C’est la contemplation qui donne le sens à l’action et permet de maîtriser l’instinct d’animalité présent dans notre humanité.
3. DU MAXIMUM UTILE À L'UNIQUE NÉCESSAIRE
La réaction de Jésus n’est pas « aut, aut » (ou, ou), mais inclusive (avec, avec), intégrale (et, et). Il réconcilie Marthe avec sa sœur, en appréciant d’une part son service, mais aussi en corrigeant ses exagérations.
Jésus remarque que Marthe privilégie le maximum utile, en mettant au second plan l’Unique Nécessaire, Dieu présent dans sa maison, qui possède les paroles de la vie éternelle.
La vie authentique unit les deux dons, sans confusion ni mélange. Jésus aime tout le monde d’un amour personnalisé. Il interpelle avec amour Marthe en l’appelant par son nom deux fois :
« Marthe, Marthe, tu te donnes du souci et tu t’agites pour bien des choses. Une seule est nécessaire. Marie a choisi la meilleure part, elle ne lui sera pas enlevée. »
Quelle est cette meilleure part ? Saint Augustin répond :
« Marie qui s’assoit aux pieds du Seigneur (Maria sedens ad pedes Domini), en écoutant sa parole (intenta in verbum eius), est libre de toute activité pour contempler la vérité selon la mesure dont cette vie qui passe est capable. Cette tranquillité préfigure déjà celle de la vie éternelle. »
C’est la raison pour laquelle Jésus répond à Marthe qui se lamente contre sa sœur :
« Une seule est nécessaire. Marie a choisi la meilleure part, elle ne lui sera pas enlevée. »
Saint Augustin nous donne une interprétation allégorique de ces deux sœurs. Selon lui, Marthe et Marie symbolisent l’Église, respectivement :
dans la vie terrestre, caractérisée par l’action,
et dans la vie éternelle, où la seule activité qui reste est la contemplation.
Marthe indique quelque chose qui passe — les œuvres de miséricorde — qui ne seront plus nécessaires dans l’éternité, tandis que Marie préfigure l’Église qui, à la fin des temps, pourra s’asseoir aux pieds du Seigneur pour contempler sans interruption la sainte Trinité.
4. PRIÈRE POUR LE DON DE L'HOSPITALITÉ
Ouvre nos yeux, Seigneur, pour te reconnaître à travers le visage du voyageur fatigué, et suscite en nous l’élan du cœur pour t’accueillir tel que nous sommes.

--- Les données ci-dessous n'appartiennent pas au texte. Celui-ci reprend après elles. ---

//! The condition accumulator.
//!
//! A [`Wrapper`] holds an ordered list of [`Segment`]s and a [`ParamTable`]. Fluent methods
//! append segments behind a boolean gate; value-bearing methods bind each value under a fresh
//! generated name and embed a reference to it. [`Wrapper::render`] joins the segments with
//! single spaces.
//!
//! # Example
//! ```ignore
//! use wherekit::Wrapper;
//!
//! let w = Wrapper::new()
//!     .eq("status", "active")
//!     .and()
//!     .ge_if(min_age.is_some(), "age", min_age.unwrap_or_default())
//!     .and_nested(|w| w.like("name", "ali").or().is_null("name"));
//!
//! let (sql, params) = w.into_parts();
//! ```

mod nested;
mod ops;


use crate::column::{ColumnResolver, RawColumns};
use crate::config::WrapperConfig;
use crate::error::{WrapperError, WrapperResult};
use crate::param::{Param, ParamTable};
use crate::segment::{Segment, render_segments};
use std::fmt;
use tokio_postgres::types::ToSql;

/// Fluent builder for a parameterized condition expression.
#[derive(Debug, Clone)]
#[must_use]
pub struct Wrapper<R = RawColumns> {
    resolver: R,
    config: WrapperConfig,
    segments: Vec<Segment>,
    params: ParamTable,
    build_error: Option<WrapperError>,
}

impl Wrapper<RawColumns> {
    /// Create a wrapper whose columns are emitted as given.
    pub fn new() -> Self {
        Self::with_resolver(RawColumns)
    }
}

impl Default for Wrapper<RawColumns> {
    fn default() -> Self {
        Self::new()
    }
}

impl<R: ColumnResolver> Wrapper<R> {
    /// Create a wrapper that resolves columns with `resolver`.
    pub fn with_resolver(resolver: R) -> Self {
        Self {
            resolver,
            config: WrapperConfig::default(),
            segments: Vec::new(),
            params: ParamTable::new(),
            build_error: None,
        }
    }

    /// Replace the configuration. Set this before appending anything.
    ///
    /// An invalid configuration is recorded as a build error and the defaults are kept.
    pub fn with_config(mut self, config: WrapperConfig) -> Self {
        match config.validate() {
            Ok(()) => self.config = config,
            Err(err) => self.record_error(err),
        }
        self
    }

    /// Set the bind-variable alias. Empty falls back to the default alias.
    pub fn with_alias(self, alias: impl Into<String>) -> Self {
        let config = self.config.clone().alias(alias);
        self.with_config(config)
    }

    /// The bind-variable alias in use.
    pub fn alias(&self) -> &str {
        &self.config.alias
    }

    /// The active configuration.
    pub fn config(&self) -> &WrapperConfig {
        &self.config
    }

    /// The column resolver.
    pub fn resolver(&self) -> &R {
        &self.resolver
    }

    // ==================== Segment sequence ====================

    /// Append `segments` in order if `condition` holds; otherwise do nothing.
    pub fn append<I>(mut self, condition: bool, segments: I) -> Self
    where
        I: IntoIterator<Item = Segment>,
    {
        if condition {
            self.segments.extend(segments);
        }
        self
    }

    /// Gated append whose segments are built only when `condition` holds.
    ///
    /// Every predicate method goes through here, so a gated-off call never resolves a column
    /// or binds a value. `build` returning `None` appends nothing.
    pub fn append_with<F>(mut self, condition: bool, build: F) -> Self
    where
        F: FnOnce(&mut Self) -> Option<Vec<Segment>>,
    {
        if !condition {
            return self;
        }
        match build(&mut self) {
            Some(segments) => self.append(true, segments),
            None => self,
        }
    }

    /// Render the expression: segment texts joined by single spaces.
    ///
    /// Pure; an empty wrapper renders `""`, meaning "no predicate".
    pub fn render(&self) -> String {
        render_segments(&self.segments)
    }

    /// The appended segments, in order.
    pub fn segments(&self) -> &[Segment] {
        &self.segments
    }

    /// Whether nothing has been appended.
    pub fn is_empty(&self) -> bool {
        self.segments.is_empty()
    }

    /// Values bound so far, keyed by generated name.
    pub fn params(&self) -> &ParamTable {
        &self.params
    }

    /// Consume the wrapper, returning the rendered text and the parameter table.
    pub fn into_parts(self) -> (String, ParamTable) {
        (self.render(), self.params)
    }

    // ==================== Parameters ====================

    /// Bind `value` under a fresh name and return the reference to embed in SQL text.
    pub fn bind_value<T>(&mut self, value: T) -> String
    where
        T: ToSql + Send + Sync + 'static,
    {
        self.bind_param(Param::new(value))
    }

    /// Bind an already wrapped value; see [`Wrapper::bind_value`].
    pub fn bind_param(&mut self, value: Param) -> String {
        let name = self.params.bind(&self.config.param_prefix, value);
        #[cfg(feature = "tracing")]
        tracing::trace!(target: "wherekit", alias = %self.config.alias, name = %name, "bound parameter");
        self.config.reference(&name)
    }

    /// Replace each `{i}` in `template` with a reference to a freshly bound `values[i]`.
    ///
    /// Every value is bound, whether or not its placeholder occurs. A missing or empty
    /// template returns `None`: append nothing. Placeholders without a value stay in the
    /// text literally and are recorded as [`WrapperError::PlaceholderOutOfRange`].
    pub fn format_template(&mut self, template: Option<&str>, values: &[Param]) -> Option<String> {
        let template = template.filter(|t| !t.is_empty())?;
        let mut sql = template.to_string();
        for (i, value) in values.iter().enumerate() {
            let reference = self.bind_param(value.clone());
            sql = sql.replace(&format!("{{{i}}}"), &reference);
        }
        if let Some(index) = first_placeholder(&sql) {
            self.record_error(WrapperError::PlaceholderOutOfRange {
                index,
                provided: values.len(),
            });
        }
        Some(sql)
    }

    // ==================== Errors ====================

    /// The first problem recorded while building, if any.
    pub fn build_error(&self) -> Option<&WrapperError> {
        self.build_error.as_ref()
    }

    /// Fail with the first recorded problem.
    pub fn validate(&self) -> WrapperResult<()> {
        match &self.build_error {
            Some(err) => Err(err.clone()),
            None => Ok(()),
        }
    }

    fn record_error(&mut self, err: WrapperError) {
        #[cfg(feature = "tracing")]
        tracing::warn!(target: "wherekit", error = %err, "condition build error");
        if self.build_error.is_none() {
            self.build_error = Some(err);
        }
    }

    /// Resolve a column, recording failures.
    fn column(&mut self, column: &R::Column) -> Option<Segment> {
        match self.resolver.resolve(column) {
            Ok(text) => Some(Segment::Column(text)),
            Err(err) => {
                self.record_error(err);
                None
            }
        }
    }
}

impl<R: ColumnResolver> fmt::Display for Wrapper<R> {
    fn fmt(&self, f: &mut fmt::Formatter<'_>) -> fmt::Result {
        f.write_str(&self.render())
    }
}

/// Index of the first `{n}` placeholder left in `sql`.
fn first_placeholder(sql: &str) -> Option<usize> {
    let bytes = sql.as_bytes();
    let mut i = 0;
    while i < bytes.len() {
        if bytes[i] == b'{' {
            let digits = bytes[i + 1..]
                .iter()
                .take_while(|b| b.is_ascii_digit())
                .count();
            let close = i + 1 + digits;
            if digits > 0 && bytes.get(close) == Some(&b'}') {
                if let Ok(index) = sql[i + 1..close].parse() {
                    return Some(index);
                }
            }
            i = close.max(i + 1);
        } else {
            i += 1;
        }
    }
    None
}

Accorde-nous le don de l’attention qui a caractérisé notre père dans la foi Abraham, afin que nous te servions sans même te connaître.
Guéris-nous de nos anxiétés, afin de te servir à travers l’accueil dans la joie du cœur de toute personne qui frappe à la porte de nos maisons, et que notre charité soit inventive.
Enseigne-nous à écouter constamment ta Parole, comme Marie, pour qu’elle guide nos pas sur le chemin de la vie vers l’éternité. Amen.
Bon dimanche, frères et sœurs.
Paix et joie dans nos cœurs et dans le monde.